I have the following R-code, where I wish for the beta_i in the legends to be actual greek-letter-betas. Please ignore the dansih comments. The code is supposed to show the solution path of a ridge regression. The actual code is much longer, with several plots with the same issue.
library(latex2exp)
library(glmnet)
library(MASS)
library(ggplot2)
library(reshape)
library(gridExtra)
set.seed(10)
Y = rnorm(100)
Y = scale(Y)
X=matrix(rnorm(100*8),ncol=8)
X = scale(X)
fitR = glmnet(X,Y, alpha = 0)
beta = coef(fitR)
temp = as.data.frame(as.matrix(beta)) #Laver til dataframe
temp$coef = row.names(temp) #Danner ny kolonne med koefficientnavne
temp = temp[temp$coef != "(Intercept)",] #Fjerner interceptet, der er 0, da normaliseret.
temp = reshape::melt(temp, id = "coef") #Slår de 100 tabeller sammen
temp$variable = as.numeric(gsub("s", "", temp$variable)) #Omdøber variabelnavne
temp$lambda = fitR$lambda[temp$variable+1] #Henter lambdaer
temp$coef = paste("beta_", gsub("V", "", temp$coef), sep="")
plot1 = ggplot(temp, aes(lambda, value, color = coef)) +
xlim(0,75) +
geom_line() +
ggtitle(TeX("Ridge estimater mod $\\lambda$"))+
xlab(TeX("$\\lambda$")) + ylab("Estimat")+
guides(color = guide_legend(title = "")) +
theme_bw() +
theme(legend.key.width = unit(3,"lines"))
grid.arrange(plot1)
The important vector, temp$coef
is a vector consisting of 500 values of beta_i for i=1,...8. I have tried without luck to write:
ggplot(temp, aes(lambda, value, color = paste('TeX("$\\', coef, '$")', sep=''))
but this results in an error: "Fejl: Cannot add ggproto objects together.
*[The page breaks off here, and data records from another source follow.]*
impl<S: DataSource> ViewController<S> {
    /// Creates an idle controller over `source`.
    #[must_use]
    pub fn new(source: S) -> Self {
        Self::shared(Arc::new(source))
    }

    /// Creates an idle controller over a source shared with other views.
    #[must_use]
    pub fn shared(source: Arc<S>) -> Self {
        let (tx, rx) = mpsc::unbounded_channel();
        Self {
            source,
            query: None,
            generation: 0,
            status: ViewStatus::Idle,
            data: None,
            in_flight: None,
            closed: false,
            tx,
            rx,
        }
    }

    /// The data source.
    #[must_use]
    pub fn source(&self) -> &S {
        &self.source
    }

    /// The query snapshot currently shown (or being loaded).
    #[must_use]
    pub fn query(&self) -> Option<&S::Query> {
        self.query.as_deref()
    }

    /// Current generation. Increases with every issued fetch.
    #[must_use]
    pub const fn generation(&self) -> u64 {
        self.generation
    }

    /// Current status.
    #[must_use]
    pub const fn status(&self) -> &ViewStatus {
        &self.status
    }

    /// Most recent successfully loaded data.
    #[must_use]
    pub const fn data(&self) -> Option<&S::Data> {
        self.data.as_ref()
    }

    /// User-visible error text of the last failed fetch, if the view is
    /// currently failed.
    #[must_use]
    pub fn error(&self) -> Option<&str> {
        match &self.status {
            ViewStatus::Failed { message } => Some(message),
            _ => None,
        }
    }

    /// Returns `true` while a fetch for the current query is in flight.
    #[must_use]
    pub const fn is_loading(&self) -> bool {
        matches!(self.status, ViewStatus::Loading)
    }

    /// Returns `true` once [`Self::close`] has been called.
    #[must_use]
    pub const fn is_closed(&self) -> bool {
        self.closed
    }

    /// Replaces the query snapshot and starts fetching it.
    ///
    /// Returns the generation of the new fetch, or `None` if the view is
    /// closed.
    ///
    /// # Panics
    ///
    /// Panics if called outside of a Tokio runtime.
    pub fn replace(&mut self, query: S::Query) -> Option<u64> {
        if self.closed {
            log::debug!("{}: ignoring query on closed view", self.source.name());
            return None;
        }
        self.query = Some(Arc::new(query));
        Some(self.issue())
    }

    /// Re-issues the current query after a failure.
    ///
    /// Returns `None` if there is no query or the view is closed.
    ///
    /// # Panics
    ///
    /// Panics if called outside of a Tokio runtime.
    pub fn retry(&mut self) -> Option<u64> {
        if self.closed || self.query.is_none() {
            return None;
        }
        log::info!("{}: retrying", self.source.name());
        Some(self.issue())
    }

    fn issue(&mut self) -> u64 {
        self.abort_in_flight();
        self.generation += 1;
        self.status = ViewStatus::Loading;

        let generation = self.generation;
        let Some(query) = self.query.clone() else {
            return generation;
        };
        let source = Arc::clone(&self.source);
        let tx = self.tx.clone();

        log::debug!("{}: fetching generation {generation}", source.name());
        self.in_flight = Some(tokio::spawn(async move {
            let result = source.fetch(&query).await;
            if tx.send(FetchOutcome { generation, result }).is_err() {
                log::trace!(
                    "{}: view dropped before generation {generation} finished",
                    source.name()
                );
            }
        }));
        generation
    }

    fn abort_in_flight(&mut self) {
        if let Some(handle) = self.in_flight.take() {
            handle.abort();
        }
    }

    /// Waits for the next fetch completion, or returns `None` immediately
    /// when nothing is loading or the view is closed.
    ///
    /// If the fetch task dies without reporting (it panicked), the view is
    /// marked failed and `None` is returned.
    pub async fn next_outcome(&mut self) -> Option<FetchOutcome<S::Data>> {
        if self.closed || !self.is_loading() {
            return None;
        }
        let handle = self.in_flight.as_mut()?;
        let joined = tokio::select! {
            biased;
            outcome = self.rx.recv() => return outcome,
            joined = handle => joined,
        };
        self.in_flight = None;

        // A task that finished normally has already queued its outcome.
        while let Ok(outcome) = self.rx.try_recv() {
            if outcome.generation == self.generation {
                return Some(outcome);
            }
        }

        let name = self.source.name();
        match joined {
            Err(e) => log::error!("{name}: fetch for generation {} died: {e}", self.generation),
            Ok(()) => log::error!(
                "{name}: fetch for generation {} finished without a result",
                self.generation
            ),
        }
        self.status = ViewStatus::Failed {
            message: FETCH_INTERRUPTED.to_string(),
        };
        None
    }

    /// Applies `outcome` if it belongs to the current generation.
    ///
    /// Returns whether the outcome was committed.
    pub fn commit(&mut self, outcome: FetchOutcome<S::Data>) -> bool {
        let name = self.source.name();
        if self.closed {
            log::debug!("{name}: dropping generation {} on closed view", outcome.generation);
            return false;
        }
        if outcome.generation != self.generation {
            log::warn!(
                "{name}: discarding stale result for generation {} (current {})",
                outcome.generation,
                self.generation
            );
            return false;
        }

        self.in_flight = None;
        match outcome.result {
            Ok(data) => {
                self.status = if S::is_empty(&data) {
                    ViewStatus::Empty
                } else {
                    ViewStatus::Ready
                };
                log::debug!(
                    "{name}: committed generation {} ({:?})",
                    outcome.generation,
                    self.status
                );
                self.data = Some(data);
            }
            Err(e) => {
                log::warn!("{name}: fetch failed: {e}");
                self.status = ViewStatus::Failed {
                    message: e.user_message(),
                };
            }
        }
        true
    }

    /// Receives and commits outcomes until the current generation has
    /// settled, then returns the resulting status.
    pub async fn settle(&mut self) -> &ViewStatus {
        while let Some(outcome) = self.next_outcome().await {
            self.commit(outcome);
        }
        &self.status
    }

    /// Hides the view: aborts any fetch and forgets the query and data.
    /// The controller can be reused with [`Self::replace`].
    pub fn clear(&mut self) {
        self.abort_in_flight();
        self.generation += 1;
        self.query = None;
        self.data = None;
        self.status = ViewStatus::Idle;
    }

    /// Closes the view: aborts any fetch and refuses later commits.
    pub fn close(&mut self) {
        if self.closed {
            return;
        }
        log::info!("{}: closing view", self.source.name());
        self.abort_in_flight();
        self.closed = true;
    }
}

impl<S: DataSource> Drop for ViewController<S> {
    fn drop(&mut self) {
        self.abort_in_flight();
    }
}

impl<S: DataSource> std::fmt::Debug for ViewController<S> {
    fn fmt(&self, f: &mut std::fmt::Formatter<'_>) -> std::fmt::Result {
        f.debug_struct("ViewController")
            .field("source", &self.source.name())
            .field("generation", &self.generation)
            .field("status", &self.status)
            .field("has_data", &self.data.is_some())
            .field("closed", &self.closed)
            .finish_non_exhaustive()
    }
}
Did you forget to add this object to a ggplot object?".
Inspired by this and this post, I replaced the line
guides(color = guide_legend(title = "")) +
with
scale_color_discrete(labels = parse(text= paste("beta[", 1:8, "]", sep=""))) +
which does fix my problem. However I have two problems with this. First of all I end up using non-LaTeX notation "beta[i]" instead of the latex-style "beta_i", when I have used LaTeX in the rest of the code. Second of all this only works because in my case all entrances in temp$coef consists of "beta_i". If these 8 entrances were e.g.
temp$coef = c("alpha_1", "beta_2", ..., "theta_8")
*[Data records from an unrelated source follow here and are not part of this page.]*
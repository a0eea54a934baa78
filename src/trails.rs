//! Path tracker: replays one game and follows every piece by its origin square.
//!
//! A trail is created for each square occupied in the initial position and
//! lives for the whole game. Each move updates trails in a fixed order:
//! 1. the trail standing on the destination is captured,
//! 2. en passant captures the pawn beside the destination,
//! 3. the mover's trail appends the destination,
//! 4. castling also moves the rook's trail.
//!
//! After every move the oracle state is snapshotted so the threat analyzer
//! can look at the board exactly as it was when each square was entered.

use crate::error::GameError;
use crate::oracle::BoardOracle;
use crate::record::{uci_string, GameRecord};
use shakmaty::{CastlingSide, Chess, Move, Square};

/// A square entered by a trail, and the ply whose position shows it.
///
/// Ply 0 is the initial position; ply `k` is the position after the `k`-th move.
#[derive(Clone, Copy, Debug, PartialEq, Eq)]
pub struct Visit {
    pub square: Square,
    pub ply: usize,
}

#[derive(Clone, Copy, Debug, PartialEq, Eq)]
pub enum TrailState {
    Live(Square),
    Captured,
}

/// The history of one piece, keyed by where it started.
#[derive(Clone, Debug)]
pub struct Trail {
    origin: Square,
    visits: Vec<Visit>,
    state: TrailState,
}

impl Trail {
    fn new(origin: Square) -> Self {
        Trail {
            origin,
            visits: vec![Visit {
                square: origin,
                ply: 0,
            }],
            state: TrailState::Live(origin),
        }
    }

    pub fn origin(&self) -> Square {
        self.origin
    }

    pub fn state(&self) -> TrailState {
        self.state
    }

    pub fn is_captured(&self) -> bool {
        self.state == TrailState::Captured
    }

    /// Every occupation in order, origin first.
    pub fn visits(&self) -> &[Visit] {
        &self.visits
    }

    pub fn squares(&self) -> impl Iterator<Item = Square> + '_ {
        self.visits.iter().map(|v| v.square)
    }

    fn is_at(&self, sq: Square) -> bool {
        self.state == TrailState::Live(sq)
    }

    fn advance(&mut self, to: Square, ply: usize) {
        // A captured trail is never extended
        if let TrailState::Live(_) = self.state {
            self.visits.push(Visit { square: to, ply });
            self.state = TrailState::Live(to);
        }
    }

    fn capture(&mut self) {
        self.state = TrailState::Captured;
    }
}

/// The finished trails of one game plus the position after every ply.
#[derive(Clone, Debug)]
pub struct GameReplay<O> {
    pub trails: Vec<Trail>,
    pub positions: Vec<O>,
}

impl<O> GameReplay<O> {
    pub fn trail(&self, origin: Square) -> Option<&Trail> {
        self.trails.iter().find(|t| t.origin == origin)
    }

    /// Number of moves replayed.
    pub fn plies(&self) -> usize {
        self.positions.len().saturating_sub(1)
    }
}

fn live_index(trails: &[Trail], sq: Square) -> Option<usize> {
    trails.iter().position(|t| t.is_at(sq))
}

/// Replay a loaded game against the default oracle.
pub fn replay(record: &GameRecord) -> Result<GameReplay<Chess>, GameError> {
    replay_moves(record.initial.clone(), &record.moves)
}

/// Replay `moves` from `initial`, maintaining one trail per initially
/// occupied square.
///
/// Aborts on the first illegal move or on a move whose origin no live trail
/// occupies; a partially replayed game is never returned.
pub fn replay_moves<O: BoardOracle>(
    initial: O,
    moves: &[Move],
) -> Result<GameReplay<O>, GameError> {
    if moves.is_empty() {
        return Err(GameError::EmptyGame);
    }

    let mut trails: Vec<Trail> = initial.occupied().into_iter().map(Trail::new).collect();
    let mut positions = Vec::with_capacity(moves.len() + 1);
    let mut state = initial;
    positions.push(state.clone());

    for (idx, &m) in moves.iter().enumerate() {
        let ply = idx + 1;
        if !state.is_legal(m) {
            return Err(GameError::IllegalMove {
                ply,
                uci: uci_string(m),
            });
        }

        match m {
            Move::Castle { king, rook } => {
                // Castling never captures. The king may land on the rook's own
                // square in Chess960, so both trails are located before either moves.
                let side = CastlingSide::from_king_side(king < rook);
                let king_to = Square::from_coords(side.king_to_file(), king.rank());
                let rook_to = Square::from_coords(side.rook_to_file(), king.rank());
                let king_idx = live_index(&trails, king)
                    .ok_or(GameError::UntrackedOrigin { ply, square: king })?;
                let rook_idx = live_index(&trails, rook);
                trails[king_idx].advance(king_to, ply);
                if let Some(rook_idx) = rook_idx {
                    trails[rook_idx].advance(rook_to, ply);
                }
            }
            Move::Normal { from, to, .. } | Move::EnPassant { from, to } => {
                if let Some(victim) = live_index(&trails, to) {
                    trails[victim].capture();
                }
                if m.is_en_passant() {
                    let captured_at = Square::from_coords(to.file(), from.rank());
                    if let Some(victim) = live_index(&trails, captured_at) {
                        trails[victim].capture();
                    }
                }
                let mover = live_index(&trails, from)
                    .ok_or(GameError::UntrackedOrigin { ply, square: from })?;
                trails[mover].advance(to, ply);
            }
            Move::Put { to, .. } => {
                return Err(GameError::UntrackedOrigin { ply, square: to });
            }
        }

        state.apply(m);
        positions.push(state.clone());
    }

    Ok(GameReplay { trails, positions })
}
then I would not be able to do the same.
So my question is this: Given a vector of expressions suitable for latex (e.g. c(alpha_1, ..., theta_8)), is there a way to build a legend in a ggplot using the names of this vector?
As this is my first post here, please let me know, if I need to change anything.
Edit
based on the comments by user2554330 I have tried using:
scale_color_discrete(labels = TeX(temp$coef)) +
which doesn't give any errors, but it doesn't show any names in the legend.
Using $...$
around the temp$coef
gives the error:
Fejl: uventet '$' in:" xlab(TeX("$\\lambda$")) + ylab("Estimat")+ scale_color_discrete(labels = TeX($"
Writing scale_color_discrete(labels = TeX(\\temp$coef)) +
gives a similar error.
I've also tried using:
scale_color_discrete(labels = TeX(paste('$\\', unique(temp$coef), '$', sep=''))) +
but this just writes the non-greek beta_1, ..., beta_8 in the legend.
Finnally writing:
scale_color_discrete(labels = TeX(unique(temp$coef)))
achieves half the goal. In the legend it writes beta_i, where i is actually a subscript.